- Associated Press - Friday, September 16, 2011

DENVER (AP) - A melon farm in Colorado has issued a recall of cantaloupe following a Listeria outbreak that has killed at least two people, sickened 22 and spread to several states.

The Centers for Disease Control and Prevention said the deaths from the outbreak were reported in Colorado and New Mexico, and state health departments said more deaths could be confirmed once testing comes back.

The CDC said the 22 people infected are in seven states: Colorado, Indiana, Nebraska, New Mexico, Oklahoma, Texas and West Virginia.

Jensen Farms spokeswoman Amy Philpott said Thursday that one of the Colorado farm’s Rocky Ford cantaloupes tested positive for the bacteria, but more tests are needed to determine if it’s the same strain linked to the outbreak. The farm provides about 40 percent of the area’s cantaloupes, Philpott said.

In cooperation with the voluntary recall, Safeway Inc. said it was recalling jumbo cantaloupes supplied by Jensen Farms and sold in Colorado; Nebraska; Aztec and Farmington, N.M.; South Dakota and Wyoming between Aug. 30 and Sept. 6. Cantaloupes currently in Safeway stores are not from the Rocky Ford region, the grocery chain said.

It is first time the bacteria has been linked to cantaloupe in the U.S. The outbreak apparently originated in Rocky Ford, a fertile melon-growing area of Colorado that is a popular destination for tourists.

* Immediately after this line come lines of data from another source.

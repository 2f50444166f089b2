use std::fmt;

/// A problem with a single form field.
#[derive(Debug, Clone, PartialEq, Eq)]
pub struct FieldError {
    /// Name of the offending field, as shown on the form.
    pub field: &'static str,
    /// Human-readable explanation.
    pub message: String,
}

impl fmt::Display for FieldError {
    fn fmt(&self, f: &mut fmt::Formatter<'_>) -> fmt::Result {
        write!(f, "{}: {}", self.field, self.message)
    }
}

/// All field errors found while validating a form.
///
/// Validation never stops at the first problem so that every field can be
/// flagged at once.
#[derive(Debug, Clone, PartialEq, Eq, Default, thiserror::Error)]
pub struct ValidationErrors(Vec<FieldError>);

impl ValidationErrors {
    /// Records an error against a field.
    pub fn push(&mut self, field: &'static str, message: impl Into<String>) {
        self.0.push(FieldError {
            field,
            message: message.into(),
        });
    }

    /// Returns `true` when no errors were recorded.
    #[must_use]
    pub const fn is_empty(&self) -> bool {
        self.0.is_empty()
    }

    /// Iterates over the recorded errors.
    pub fn iter(&self) -> impl Iterator<Item = &FieldError> {
        self.0.iter()
    }

    /// Returns the error recorded for `field`, if any.
    #[must_use]
    pub fn for_field(&self, field: &str) -> Option<&FieldError> {
        self.0.iter().find(|error| error.field == field)
    }

    /// Converts into a `Result`, succeeding with `value` if nothing was
    /// recorded.
    ///
    /// # Errors
    ///
    /// Returns `self` if any field error was recorded.
    pub fn into_result<T>(self, value: impl FnOnce() -> T) -> Result<T, Self> {
        if self.is_empty() {
            Ok(value())
        } else {
            Err(self)
        }
    }
}

impl fmt::Display for ValidationErrors {
    fn fmt(&self, f: &mut fmt::Formatter<'_>) -> fmt::Result {
        write!(f, "invalid form: ")?;
        for (i, error) in self.0.iter().enumerate() {
            if i > 0 {
                write!(f, "; ")?;
            }
            write!(f, "{error}")?;
        }
        Ok(())
    }
}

Tammie Palmer, of Colorado Springs, said Thursday her 71-year-old husband remains hospitalized after eating contaminated cantaloupe and she filed a lawsuit against Jensen Farms and Wal-Mart Stores Inc., where the family said the cantaloupe was purchased.

Palmer told The Associated Press that Charles Palmer got sick Aug. 31 and was rushed to the hospital, where doctors diagnosed it as Listeria monocytogenes, the same strain blamed for the outbreak.

“He wasn’t able to talk to me for five days. When I talked to him, his eyes rolled into the back of his head. It’s been a nightmare,” she said.

Palmer said she was contacted by the Colorado health department, which wanted to know what groceries they bought, what they ate and where they stored the food. Philpott said she had not seen the lawsuit filed Thursday and had no comment.

Walmart spokesman Greg Rossiter said Palmer’s illness was the first time the company has heard that somebody might have been sickened by cantaloupe bought at a Walmart.

“We take these concerns very seriously and we wish Mr. Palmer well,” he said in a phone interview with The Associated Press.

Rossiter said the company removed cantaloupes on Monday and has been working with suppliers to find melons that come from safe areas.

Rossiter had not seen the lawsuit and declined to comment on specific allegations, which include selling a defective product.

Philpott said the company was informed that there was a positive test, “but we don’t know if it was linked to the outbreak.”